Create a detailed contingency plan for each activity that has the potential to produce a spill emergency. List the names and phone numbers of local, state and federal environmental agencies and their reporting requirements. And make sure someone in your organization is responsible for keeping up with changes in the regulations. Line up outside resources and experts and make them a part of your spill emergency team.
List the names and numbers of local cleanup contractors qualified to handle spills of the materials used in your facilities and areas in which your fleet operates. You might include an expert in environmental claims management such as Spill Center, which can provide assistance with technical and legal aspects associated with spills.
A spill contingency plan is important because it ensures that the right people in your company are notified, the right internal and external reports are triggered, and preferred contractors are Spill Preparedness in Transportation 2
contacted to handle the spill. The contingency plan is the key to efficient coordination of cleanup, mitigation and reporting efforts. The time you spend “planning a spill” can help minimize your costs and limit the likelihood of liability claims in the event of an unintentional release on the road or at your facility.
By aligning yourself with experts who are equipped to provide assistance when you need it most, you broaden your state of preparedness and help minimize your fleet’s spill-related costs and liability. Spill Center, for example, assists clients with custom spill contingency planning, makes cleanup contractor referrals, and handles all required regulatory reporting, incident screening, invoice auditing, and documentation of incidents. No fleet should ever have enough spills to get good at handling them.
Driver training is another important aspect of spill preparedness. Trucks should be equipped with spill kits containing plugs, trenching tools and absorbent materials that can be used to stop fuel leaks and limit damage to the environment. Drivers should be instructed in the use of items in the kits. Drivers should also know the location of fuel shutoff valves on their trucks and understand the importance of preventing leaking fuel from running into streams or storm drains. Even a minor spill can wreak environmental havoc if the fuel reaches water.
The EPA classifies spilled fuel as hazardous waste. Any incident resulting in contamination of drinking water by fuel or oil should be reported to the National Response Center, the federal point of contact for reporting oil and chemical spills. Environmental liability for spill damages goes to the spill generator, even if the release occurred as a result a highway accident in which the truck driver was blameless. As the spill generator, it’s your responsibility to contain the spill, report it, then clean it up.
Know Your Reporting Duties
The key to staying out of trouble with environmental authorities is in knowing which reports you owe to whom after accidental releases of fuel, spent solvents, cleaning materials, toxic chemicals and other hazardous materials used in a typical fleet operation. Never try to cover up an environmental incident. Stiff fines for failure to report make that an unwise decision. In fact it’s better to report a spill even if you do not believe it involves a reportable quantity. If someone in authority says it isn’t reportable, that is the best legal defense against third-party claims related to the spill. Just make sure you get the name, position and phone number of the person who said you didn’t need to report it.

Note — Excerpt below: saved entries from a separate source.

use crate::errors::{TfheError, TfheResult};
use crate::torus::{ModulusParams, Torus};

/// Dimension and modulus of an LWE instance.
#[derive(Debug, Clone, PartialEq)]
pub struct LweParams<T: Torus> {
    n: usize,
    modulus: ModulusParams<T>,
}

impl<T: Torus> LweParams<T> {
    pub fn new(n: usize, modulus: ModulusParams<T>) -> TfheResult<Self> {
        if n == 0 {
            return Err(TfheError::invalid("LWE dimension must be positive"));
        }
        Ok(Self { n, modulus })
    }

    pub fn n(&self) -> usize {
        self.n
    }

    pub fn modulus(&self) -> &ModulusParams<T> {
        &self.modulus
    }

    pub fn precision(&self) -> &T::Precision {
        &self.modulus.precision
    }

    pub fn alpha_min(&self) -> f64 {
        self.modulus.alpha_min
    }

    pub fn alpha_max(&self) -> f64 {
        self.modulus.alpha_max
    }

    /// Checks the mask length of a sample against `n`.
    pub(crate) fn check_sample(&self, mask_len: usize) -> TfheResult<()> {
        TfheError::check_dimension("LWE sample", self.n, mask_len)
    }
}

Get to know your local and state environmental authorities and the reporting requirements of each jurisdiction in which you maintain and operate equipment. Laws vary from one jurisdiction to the next. Some jurisdictions require environmental or ground water testing after a spill. In a maintenance facility that handles and manages a broad variety of chemicals and wastes, pollution prevention and proper disposal of regulated materials are primary considerations. Check with environmental authorities to ensure that you are in compliance with all regulations regarding water runoff, underground and above-ground storage tanks and spill prevention/ containment.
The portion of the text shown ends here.